March 19--Stegler is sentenced to sixty days' imprisonment, and Cook and
Madden to ten months; United States Commissioner at Bangor decides that
Horn must stand trial in Boston.
March 24--Major General Hughes, Minister of Militia and Defense for
Canada, states in the Canadian Parliament that two dozen Americans with
the first Canadian contingent have fallen in battle, and that "hundreds
more are in the Canadian regiments fighting bravely."
March 25--Horn is taken to Boston from Portland, after two unsuccessful
attempts to obtain a writ of habeas corpus.

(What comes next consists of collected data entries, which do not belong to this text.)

//! Trigger seam
//!
//! A trigger sources envelopes, hands each to the dispatcher with a
//! response handler, and publishes background messages. `initialize`
//! starts it; the returned [`TriggerHandle`] is the deferred cleanup the
//! service awaits after cancelling the shutdown token.

use std::time::Duration;

use async_trait::async_trait;
use edgeflow_pipeline::BackgroundMessage;
use tokio::sync::mpsc;
use tokio::task::JoinHandle;
use tokio_util::sync::CancellationToken;

use crate::{Result, TriggerError};

/// Envelope source for the dispatcher
#[async_trait]
pub trait Trigger: Send {
    /// Trigger kind for logging
    fn name(&self) -> &'static str;

    /// Start delivering envelopes until `shutdown` is cancelled
    ///
    /// Setup failures (bind, broker connect, credentials) are returned
    /// here; once this returns `Ok`, the trigger runs on its own task.
    async fn initialize(
        self: Box<Self>,
        shutdown: CancellationToken,
        background: mpsc::Receiver<BackgroundMessage>,
    ) -> Result<TriggerHandle>;
}

/// Running trigger task
#[derive(Debug)]
pub struct TriggerHandle {
    name: &'static str,
    task: JoinHandle<Result<()>>,
}

impl TriggerHandle {
    pub fn new(name: &'static str, task: JoinHandle<Result<()>>) -> Self {
        Self { name, task }
    }

    #[inline]
    pub fn name(&self) -> &'static str {
        self.name
    }

    pub fn is_finished(&self) -> bool {
        self.task.is_finished()
    }

    /// Wait for the trigger to stop, aborting it after `timeout`
    pub async fn wait(mut self, timeout: Duration) -> Result<()> {
        match tokio::time::timeout(timeout, &mut self.task).await {
            Ok(Ok(result)) => result,
            Ok(Err(e)) => Err(TriggerError::Task(e.to_string())),
            Err(_) => {
                tracing::warn!(trigger = self.name, ?timeout, "trigger did not stop in time, aborting");
                self.task.abort();
                Err(TriggerError::ShutdownTimeout(timeout))
            }
        }
    }
}
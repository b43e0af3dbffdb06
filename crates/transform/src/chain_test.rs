//! Tests for function chain

use super::*;
use crate::test_util::{sample_event, test_context};
use crate::{ConversionTransformer, SetResponseData, TransformError, TransformFuture, require_input};
use std::sync::atomic::{AtomicUsize, Ordering};

/// Appends `!` to text input and counts calls
#[derive(Default)]
struct Shout {
    calls: AtomicUsize,
}

impl Transformer for Shout {
    fn transform<'a>(
        &'a self,
        ctx: &'a mut FunctionContext,
        input: Option<Payload>,
    ) -> TransformFuture<'a> {
        Box::pin(async move {
            self.calls.fetch_add(1, Ordering::SeqCst);
            let input = require_input(self.name(), ctx, input)?;
            let Payload::Text(text) = input else {
                return Err(TransformError::unexpected_type(
                    self.name(),
                    ctx.pipeline_id(),
                    "text",
                    input.kind(),
                ));
            };
            Ok(Outcome::next(format!("{text}!")))
        })
    }

    fn name(&self) -> &'static str {
        "shout"
    }
}

struct Halt;

impl Transformer for Halt {
    fn transform<'a>(&'a self, _: &'a mut FunctionContext, _: Option<Payload>) -> TransformFuture<'a> {
        Box::pin(async { Ok(Outcome::Stop) })
    }

    fn name(&self) -> &'static str {
        "halt"
    }
}

struct Broken;

impl Transformer for Broken {
    fn transform<'a>(&'a self, _: &'a mut FunctionContext, _: Option<Payload>) -> TransformFuture<'a> {
        Box::pin(async { Err(TransformError::transport("broker unreachable")) })
    }

    fn name(&self) -> &'static str {
        "broken"
    }

    fn close(&self) -> TransformResult<()> {
        Err(TransformError::config("already closed"))
    }
}

#[tokio::test]
async fn test_empty_chain_returns_input() {
    let chain = Chain::default();
    assert!(chain.is_empty());
    assert!(!chain.wants_event());

    let mut ctx = test_context();
    let out = chain.execute(&mut ctx, Some(Payload::from("x"))).await.unwrap();
    assert_eq!(out, Some(Payload::from("x")));
}

#[tokio::test]
async fn test_output_feeds_next_function() {
    let chain = Chain::new(vec![Arc::new(Shout::default()), Arc::new(Shout::default())]);
    assert_eq!(chain.len(), 2);
    assert_eq!(chain.identifiers(), vec!["shout", "shout"]);

    let mut ctx = test_context();
    let out = chain.execute(&mut ctx, Some(Payload::from("hi"))).await.unwrap();
    assert_eq!(out, Some(Payload::from("hi!!")));
}

#[tokio::test]
async fn test_stop_skips_remaining() {
    let tail = Arc::new(Shout::default());
    let chain = Chain::new(vec![Arc::new(Halt), tail.clone() as Arc<dyn Transformer>]);

    let mut ctx = test_context();
    let out = chain.execute(&mut ctx, Some(Payload::from("hi"))).await.unwrap();
    assert!(out.is_none());
    assert_eq!(tail.calls.load(Ordering::SeqCst), 0);
}

#[tokio::test]
async fn test_error_skips_remaining() {
    let tail = Arc::new(Shout::default());
    let chain = Chain::new(vec![Arc::new(Broken), tail.clone() as Arc<dyn Transformer>]);

    let mut ctx = test_context();
    let err = chain
        .execute(&mut ctx, Some(Payload::from("hi")))
        .await
        .unwrap_err();
    assert!(err.is_transient());
    assert_eq!(tail.calls.load(Ordering::SeqCst), 0);
}

#[tokio::test]
async fn test_xml_then_response() {
    let chain = Chain::new(vec![
        Arc::new(ConversionTransformer::xml()),
        Arc::new(SetResponseData::new(None)),
    ]);
    assert!(chain.wants_event());

    let mut ctx = test_context();
    let out = chain
        .execute(&mut ctx, Some(sample_event().into()))
        .await
        .unwrap();

    let Some(Payload::Text(xml)) = out else {
        panic!("expected xml text, got {out:?}");
    };
    assert!(xml.contains("<DeviceName>X</DeviceName>"));
    assert_eq!(ctx.response_data().unwrap().as_ref(), xml.as_bytes());
    assert_eq!(ctx.response_content_type(), Some("application/xml"));
}

#[test]
fn test_named_identifiers() {
    let chain = Chain::named(vec![
        ("loud".to_string(), Arc::new(Shout::default()) as Arc<dyn Transformer>),
        ("quiet".to_string(), Arc::new(Halt) as Arc<dyn Transformer>),
    ]);
    assert_eq!(chain.identifiers(), vec!["loud", "quiet"]);
    assert_eq!(format!("{chain:?}"), r#"Chain { functions: ["loud", "quiet"] }"#);
}

#[test]
fn test_close_tolerates_failures() {
    let chain = Chain::new(vec![Arc::new(Broken), Arc::new(Halt)]);
    chain.close();
}
//! Secret provider trait

use std::collections::BTreeMap;
use std::time::SystemTime;

use async_trait::async_trait;

use crate::error::Result;

/// Secret values under one path, keyed by name
pub type Secrets = BTreeMap<String, String>;

/// Source of secrets for pipeline functions
///
/// Reads may be served from a cache. Every write bumps
/// [`secrets_last_updated`](SecretProvider::secrets_last_updated), so holders
/// of derived material (connected clients, parsed keys) can compare it with
/// the instant they last read and rebuild when stale.
#[async_trait]
pub trait SecretProvider: Send + Sync {
    /// Fetch the secrets under `path`
    ///
    /// With an empty `keys` slice every secret under the path is returned.
    /// Otherwise only the named keys are returned, and any missing key is an
    /// error.
    async fn get_secrets(&self, path: &str, keys: &[&str]) -> Result<Secrets>;

    /// Store (merge) secrets under `path`
    async fn store_secrets(&self, path: &str, secrets: Secrets) -> Result<()>;

    /// Instant of the last change to any secret
    ///
    /// Must be cheap and lock-free; it is read on every message by senders
    /// that cache connections.
    fn secrets_last_updated(&self) -> SystemTime;
}
//! Shared helpers for trigger tests

use std::sync::Arc;

use bytes::Bytes;
use edgeflow_pipeline::{Dispatcher, MemoryRetryStore};
use edgeflow_protocol::Payload;
use edgeflow_secrets::MemorySecretStore;
use edgeflow_transform::{
    Chain, FunctionContext, Outcome, TransformError, TransformFuture, Transformer,
};

/// Responds with a fixed body and content type
pub struct Respond(pub &'static str, pub &'static str);

impl Transformer for Respond {
    fn transform<'a>(
        &'a self,
        ctx: &'a mut FunctionContext,
        _input: Option<Payload>,
    ) -> TransformFuture<'a> {
        Box::pin(async move {
            ctx.set_response_data(Bytes::from_static(self.0.as_bytes()));
            ctx.set_response_content_type(self.1);
            Ok(Outcome::Continue(None))
        })
    }

    fn name(&self) -> &'static str {
        "respond"
    }
}

/// Echoes its input back as the response
pub struct Echo;

impl Transformer for Echo {
    fn transform<'a>(
        &'a self,
        ctx: &'a mut FunctionContext,
        input: Option<Payload>,
    ) -> TransformFuture<'a> {
        Box::pin(async move {
            if let Some(Payload::Bytes(bytes)) = input {
                ctx.set_response_data(bytes);
            }
            Ok(Outcome::Continue(None))
        })
    }

    fn name(&self) -> &'static str {
        "echo"
    }
}

/// Finishes without a response
pub struct Silent;

impl Transformer for Silent {
    fn transform<'a>(
        &'a self,
        _ctx: &'a mut FunctionContext,
        _input: Option<Payload>,
    ) -> TransformFuture<'a> {
        Box::pin(async move { Ok(Outcome::Stop) })
    }

    fn name(&self) -> &'static str {
        "silent"
    }
}

/// Always fails
pub struct Fail;

impl Transformer for Fail {
    fn transform<'a>(
        &'a self,
        _ctx: &'a mut FunctionContext,
        _input: Option<Payload>,
    ) -> TransformFuture<'a> {
        Box::pin(async move { Err(TransformError::transport("unreachable")) })
    }

    fn name(&self) -> &'static str {
        "fail"
    }
}

pub fn chain<T: Transformer + 'static>(function: T) -> Chain {
    Chain::new(vec![Arc::new(function) as Arc<dyn Transformer>])
}

pub fn dispatcher() -> Dispatcher {
    Dispatcher::new(
        Arc::new(MemorySecretStore::new()),
        Arc::new(MemoryRetryStore::new()),
    )
}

March 31--Leon C. Thrasher of Hardwick, Mass., an American by birth,
was among the passengers lost on the Falaba; American Embassy in London
and the State Department are investigating; the Thrasher family appeals
to Washington for information about his death; Raymond Swoboda,
American, a passenger on the French liner Touraine, which was imperiled
by fire at sea on March 6, has been arrested in Paris charged with
causing the fire.

RELIEF WORK.
March 1--Herbert C. Hoover, Chairman of the American Belgian Relief
Committee, issues statement in London that the Germans have scrupulously
kept their promise, given in December, not to make further requisitions
of foodstuffs in the occupied zone of Belgium for use by the German
Army; he says the Germans have never interfered with foodstuffs imported
by the commission and that all these foodstuffs have gone to the Belgian
civil population; Mr.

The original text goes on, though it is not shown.